Milliarden-Zukauf geplant - Telekom will polnisches Glasfasernetz übernehmen
Die Deutsche Telekom greift in Polen tief in die Tasche: Für rund eine Milliarde Euro will der Konzern den Glasfaserbetreiber Fiberhost und den Internet- und TV-Anbieter Inea komplett übernehmen. Gelingt der Kauf, würde die polnische Telekom-Tochter T-Mobile Polska ihr Festnetzgeschäft deutlich stärken und mehr als 300.000 zusätzliche Kunden gewinnen. Gleichzeitig bekäme sie Zugriff auf ein großes eigenes Glasfasernetz.
Wie weit dieses Netz reicht, zeigen die Zahlen: Die Glasfaserleitungen von Fiberhost erreichen mehr als 1,4 Millionen Haushalte in acht der 16 polnischen Regionen und führen durch mehr als 9.700 Städte und Dörfer. Für T-Mobile Polska wäre das eine starke Basis, um das Festnetzgeschäft in Polen weiter auszubauen.
Bisher setzt T-Mobile Polska beim Festnetz vor allem auf die Netze anderer Anbieter. Auch Inea nutzt heute fremde Netze. Das frühere Netzgeschäft wurde bereits 2021 abgespalten und gehört seitdem zu Fiberhost.

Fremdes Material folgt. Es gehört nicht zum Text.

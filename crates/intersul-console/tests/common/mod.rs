#![allow(dead_code)]

use std::sync::Arc;

use intersul_config::{ApiConfig, CacheSettings, ConsoleConfig};
use intersul_console::{AppContext, MemoryStorage, RecordingNavigator, StaticAppearance};
use serde_json::{Value, json};
use wiremock::MockServer;

pub struct Harness {
    pub server: MockServer,
    pub ctx: AppContext,
    pub navigator: Arc<RecordingNavigator>,
    pub storage: Arc<MemoryStorage>,
}

pub async fn harness(storage: MemoryStorage) -> Harness {
    let server = MockServer::start().await;
    let config = ConsoleConfig {
        api: Some(ApiConfig {
            url: server.uri(),
            timeout_secs: 5,
        }),
        cache: Some(CacheSettings {
            enable_cleanup_task: false,
            ..Default::default()
        }),
        ..Default::default()
    };
    let storage = Arc::new(storage);
    let navigator = Arc::new(RecordingNavigator::new());
    let ctx = AppContext::init(
        &config,
        storage.clone(),
        navigator.clone(),
        Arc::new(StaticAppearance::new(false)),
    )
    .unwrap();

    Harness {
        server,
        ctx,
        navigator,
        storage,
    }
}

pub fn user_json(role: &str) -> Value {
    json!({
        "id": 3,
        "name": "Ana Souza",
        "email": "ana@intersul.com.br",
        "role": role,
        "is_active": true,
        "created_at": "2024-01-01T00:00:00Z",
        "updated_at": "2024-01-01T00:00:00Z"
    })
}

pub fn client_json(id: i64, name: &str) -> Value {
    json!({
        "id": id,
        "name": name,
        "email": format!("contato{}@example.com", id),
        "status": "active",
        "created_at": "2024-01-01T00:00:00Z",
        "updated_at": "2024-01-01T00:00:00Z"
    })
}

pub fn machine_json(id: i64, model: &str) -> Value {
    json!({
        "id": id,
        "model": model,
        "manufacturer": "Ricoh",
        "features": [],
        "created_at": "2024-01-01T00:00:00Z",
        "updated_at": "2024-01-01T00:00:00Z"
    })
}

pub fn page_json(records: Vec<Value>) -> Value {
    let total = records.len();
    json!({
        "data": records,
        "total": total,
        "page": 1,
        "limit": 10,
        "total_pages": 1
    })
}
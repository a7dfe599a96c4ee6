//! Equipment categories.

use intersul_client::ApiClient;
use intersul_query::{QueryCache, QueryKey, QueryOptions, query_key};
use intersul_types::{Category, CreateCategoryRequest, EntityId, UpdateCategoryRequest};

use super::{logged, minutes};
use crate::error::Result;

pub const CATEGORIES_PREFIX: &str = "categories";
pub const CATEGORY_DETAIL: &str = "category";

pub struct CategoryHooks {
    client: ApiClient,
    cache: QueryCache,
}

impl CategoryHooks {
    pub(crate) fn new(client: ApiClient, cache: QueryCache) -> Self {
        Self { client, cache }
    }

    pub fn detail_key(id: EntityId) -> QueryKey {
        query_key![CATEGORY_DETAIL, id]
    }

    pub async fn list(&self) -> Result<Vec<Category>> {
        let api = self.client.categories();
        let categories = self
            .cache
            .fetch(
                query_key![CATEGORIES_PREFIX],
                QueryOptions::new().stale_time(minutes(5)),
                || async move { api.list().await },
            )
            .await?;
        Ok(categories)
    }

    pub async fn get(&self, id: EntityId) -> Result<Category> {
        let api = self.client.categories();
        let category = self
            .cache
            .fetch(Self::detail_key(id), QueryOptions::new(), || async move {
                api.get(id).await
            })
            .await?;
        Ok(category)
    }

    pub async fn create(&self, request: &CreateCategoryRequest) -> Result<Category> {
        let created = logged("create category", self.client.categories().create(request).await)?;
        self.cache.invalidate(&query_key![CATEGORIES_PREFIX]).await;
        Ok(created)
    }

    pub async fn update(&self, id: EntityId, request: &UpdateCategoryRequest) -> Result<Category> {
        let updated = logged(
            "update category",
            self.client.categories().update(id, request).await,
        )?;
        self.cache.invalidate(&query_key![CATEGORIES_PREFIX]).await;
        self.cache.invalidate(&Self::detail_key(id)).await;
        Ok(updated)
    }

    pub async fn delete(&self, id: EntityId) -> Result<()> {
        logged("delete category", self.client.categories().delete(id).await)?;
        self.cache.invalidate(&query_key![CATEGORIES_PREFIX]).await;
        Ok(())
    }
}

Genau diese Infrastruktur ist für die Telekom besonders interessant: Das bestehende Mobilfunk- und 5G -Netz soll mit den Glasfaseranschlüssen von Fiberhost verbunden werden. So könnte T-Mobile Polska Mobilfunk und schnelles Internet stärker aus einer Hand anbieten und wäre weniger auf andere Netzbetreiber angewiesen.
Für andere Internetanbieter soll sich durch den Eigentümerwechsel dagegen wenig ändern. Fiberhost soll sein Netz weiterhin offenhalten und nicht nur T-Mobile Polska zur Verfügung stellen. Laut Telekom sollen bestehende und mögliche neue Anbieter die Leitungen auch künftig zu fairen und gleichen Bedingungen nutzen können.
Noch hat das Milliarden-Geschäft nicht grünes Licht. Mit den bisherigen Eigentümern hat sich die Telekom zwar bereits auf den Verkauf geeinigt. Dazu gehören der Infrastruktur-Fonds Macquarie und weitere Minderheitseigner. Nun müssen aber noch die polnischen Wettbewerbsbehörden zustimmen.